While most houses in the neighborhood are duplexes, this one is a stand-alone two and a half story with two telescope additions, which are now separate properties. The new owners, Mark Thistle and his wife Robyne Lyles, are undertaking a massive project to rennovate the property. They've begun by stripping old paint and paper, and removing a later rear kitchen addition (pictured above). They plan to replace that addition with an updated kitchen, but before they do so, are willing to let some archaeology happen. Replacement of the metal roof is another major project.
Construction workers have already recovered a number of artifactsfrom the area, such as those pictured at right, which range in date from the early nineteenth to the twentieth centuries. Included in this small assemblage are a number of bottle fragments, the rim of a whiteware chamber pot, a sherd of a beautiful annular-ware teapot, as well as tobacco pipes, machine cut and hand-wrought nails and so forth.

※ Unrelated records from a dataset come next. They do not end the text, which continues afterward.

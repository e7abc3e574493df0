//! Core type definitions for live dashboards

use chrono::{DateTime, Utc};
use serde::{Deserialize, Serialize};
use std::collections::HashMap;

/// Identifier of a dashboard subject (a live event)
pub type SubjectId = u64;

/// Identifier of a bar inside an event
pub type BarId = u64;

/// Identifier of a POS terminal
pub type DeviceId = u64;

/// Sales aggregate
#[derive(Debug, Clone, Copy, Default, PartialEq, Eq, Serialize, Deserialize)]
#[serde(rename_all = "camelCase")]
pub struct SalesTotals {
    pub amount_cents: u64,
    pub units: u64,
    pub order_count: u64,
}

/// Consumed volume for a single drink
#[derive(Debug, Clone, PartialEq, Eq, Serialize, Deserialize)]
#[serde(rename_all = "camelCase")]
pub struct DrinkConsumption {
    pub drink_id: u64,
    pub name: String,
    pub total_ml: u64,
}

/// Consumption aggregate
///
/// The per-drink breakdown only ever comes from snapshots.
#[derive(Debug, Clone, Default, PartialEq, Eq, Serialize, Deserialize)]
#[serde(rename_all = "camelCase")]
pub struct ConsumptionTotals {
    pub total_ml: u64,
    #[serde(default)]
    pub by_drink: Vec<DrinkConsumption>,
}

/// Aggregate totals for one event, as served by the totals endpoint
#[derive(Debug, Clone, Default, PartialEq, Eq, Serialize, Deserialize)]
pub struct Totals {
    pub sales: SalesTotals,
    pub consumption: ConsumptionTotals,
}

impl Totals {
    /// Field-wise addition of client-side deltas
    pub fn with_increments(&self, counters: &IncrementalCounters) -> Totals {
        Totals {
            sales: SalesTotals {
                amount_cents: self.sales.amount_cents.saturating_add(counters.amount_cents),
                units: self.sales.units.saturating_add(counters.units),
                order_count: self.sales.order_count.saturating_add(counters.order_count),
            },
            consumption: ConsumptionTotals {
                total_ml: self.consumption.total_ml.saturating_add(counters.consumption_ml),
                by_drink: self.consumption.by_drink.clone(),
            },
        }
    }
}

/// Authoritative read of aggregate truth. Replaced wholesale, never edited.
#[derive(Debug, Clone, PartialEq, Serialize, Deserialize)]
pub struct Snapshot {
    pub totals: Totals,
    pub fetched_at: DateTime<Utc>,
}

impl Snapshot {
    pub fn new(totals: Totals) -> Self {
        Self {
            totals,
            fetched_at: Utc::now(),
        }
    }
}

/// One row of the top-products ranking
#[derive(Debug, Clone, PartialEq, Eq, Serialize, Deserialize)]
#[serde(rename_all = "camelCase")]
pub struct RankedProduct {
    pub product_id: u64,
    pub name: String,
    pub units: u64,
    pub amount_cents: u64,
}

/// Top-N ranking. Snapshot-only: live events never reorder it.
#[derive(Debug, Clone, PartialEq, Serialize, Deserialize)]
pub struct RankedList {
    pub items: Vec<RankedProduct>,
    pub fetched_at: DateTime<Utc>,
}

impl RankedList {
    pub fn new(items: Vec<RankedProduct>) -> Self {
        Self {
            items,
            fetched_at: Utc::now(),
        }
    }
}

/// Client-accumulated deltas layered on the last snapshot
#[derive(Debug, Clone, Copy, Default, PartialEq, Eq, Serialize, Deserialize)]
pub struct IncrementalCounters {
    pub amount_cents: u64,
    pub units: u64,
    pub order_count: u64,
    pub consumption_ml: u64,
}

impl IncrementalCounters {
    pub fn is_zero(&self) -> bool {
        *self == Self::default()
    }

    /// Count one sale
    pub fn record_sale(&mut self, amount_cents: u64, units: u64, volume_ml: Option<u64>) {
        self.amount_cents = self.amount_cents.saturating_add(amount_cents);
        self.units = self.units.saturating_add(units);
        self.order_count = self.order_count.saturating_add(1);
        if let Some(ml) = volume_ml {
            self.consumption_ml = self.consumption_ml.saturating_add(ml);
        }
    }

    pub fn reset(&mut self) {
        *self = Self::default();
    }
}

/// Where a sale was recorded
#[derive(Debug, Clone, Copy, PartialEq, Eq, Serialize, Deserialize)]
#[serde(rename_all = "snake_case")]
pub enum SaleSource {
    /// Bar-side sale registration
    Legacy,
    /// Completed at a POS terminal
    Pos,
}

/// Sales feed entry
#[derive(Debug, Clone, PartialEq, Serialize, Deserialize)]
pub struct SaleEntry {
    pub id: u64,
    pub timestamp: DateTime<Utc>,
    pub bar_id: BarId,
    pub bar_name: Option<String>,
    pub amount_cents: u64,
    pub units: u64,
    pub source: SaleSource,
    pub pos_id: Option<DeviceId>,
    pub product_name: Option<String>,
}

/// Alert severity
#[derive(Debug, Clone, Copy, Default, PartialEq, Eq, Serialize, Deserialize)]
#[serde(rename_all = "lowercase")]
pub enum AlertSeverity {
    Info,
    #[default]
    Warning,
    Critical,
}

/// Alerts feed entry
#[derive(Debug, Clone, PartialEq, Serialize, Deserialize)]
pub struct AlertEntry {
    pub id: u64,
    pub timestamp: DateTime<Utc>,
    pub bar_id: BarId,
    pub bar_name: Option<String>,
    pub drink_name: Option<String>,
    pub message: String,
    pub severity: AlertSeverity,
}

/// POS terminal status
#[derive(Debug, Clone, Copy, PartialEq, Eq, Serialize, Deserialize)]
#[serde(rename_all = "SCREAMING_SNAKE_CASE")]
pub enum DeviceStatus {
    Open,
    Congested,
    Closed,
    #[serde(other)]
    Unknown,
}

/// Live reading for one POS terminal
///
/// Both fields are optional: status and traffic arrive through different
/// events and each one only overwrites what it carries.
#[derive(Debug, Clone, Copy, Default, PartialEq, Serialize, Deserialize)]
pub struct DeviceMetric {
    pub status: Option<DeviceStatus>,
    pub traffic_score: Option<f64>,
    pub updated_at: Option<DateTime<Utc>>,
}

impl DeviceMetric {
    /// Merge a status-only reading
    pub fn merge_status(&mut self, status: DeviceStatus, at: DateTime<Utc>) {
        self.status = Some(status);
        self.updated_at = Some(at);
    }

    /// Merge a sampled reading carrying both status and traffic
    pub fn merge_sample(&mut self, status: DeviceStatus, traffic_score: f64, at: DateTime<Utc>) {
        self.status = Some(status);
        self.traffic_score = Some(traffic_score);
        self.updated_at = Some(at);
    }
}

/// Connection signal published to the presentation
#[derive(Debug, Clone, Copy, Default, PartialEq, Eq, Serialize, Deserialize)]
pub struct ConnectionState {
    pub connected: bool,
}

/// Lookup table from bar id to display name, supplied by a sibling data source
#[derive(Debug, Clone, Default, PartialEq, Eq, Serialize, Deserialize)]
pub struct NameTable {
    names: HashMap<BarId, String>,
}

impl NameTable {
    pub fn new(names: HashMap<BarId, String>) -> Self {
        Self { names }
    }

    /// Replace the whole table
    pub fn replace(&mut self, names: HashMap<BarId, String>) {
        self.names = names;
    }

    pub fn get(&self, id: BarId) -> Option<&str> {
        self.names.get(&id).map(String::as_str)
    }
}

I plan to do some limited excavations during the week of March 12. Likely I will dig a few shovel test pits in the area where the new addition will be constructed to see if significant subsurface deposits or features are present, but I also have a number of other research goals in mind. Included in these are the location of the building's privy or privies, location of a possible builder's trench to help date house construction (Architecural historians suspect that the house was built much earlier than the rest of the neighborhood, and artifacts from a builder's trench could help confirm this). Additionally, we'd like to learn more about a strange wall and trench (pictured below) of unknown function.
I've spent the last week or so trying to drum up a little grant support for this project, but to no avail. So I will be out there doing a little work over my spring break, pro bono. I would certainly welcome company from anybody interested in a little impromptu archaeology. I will likely get a few volunteers from groups around the area, but the more the merrier. If you're interested in helping out, please send me an email for further details. I will likely do the work early in the week, since I have to be out of town later in the week. If you'd like to see a few more images of the house, including some off Mark's fairly amazing handiwork check out my flickr photo set from my visit to the site last Friday.
1 Comments:
i enjoyed seeing the historical sites of hampden yesterday. I was especially interested in the work that was done in the mill, and how the mill employment shaped the lives of many of the hampden residents. I read part of Myrtle Tablott's oral history interview and I'm still shocked at how young people began working. She spoke of her mother starting work at the mill at the age of 12, which is surprising to me beceause she was a girl and because of her age. She also spoke of the sense of community that was felt among the mill workers, something that was evident in the small community of homes that we saw yesterday on our walking tour. It's very interesting to learn how our neighborhoods of baltimore were orginally formed and who lived there.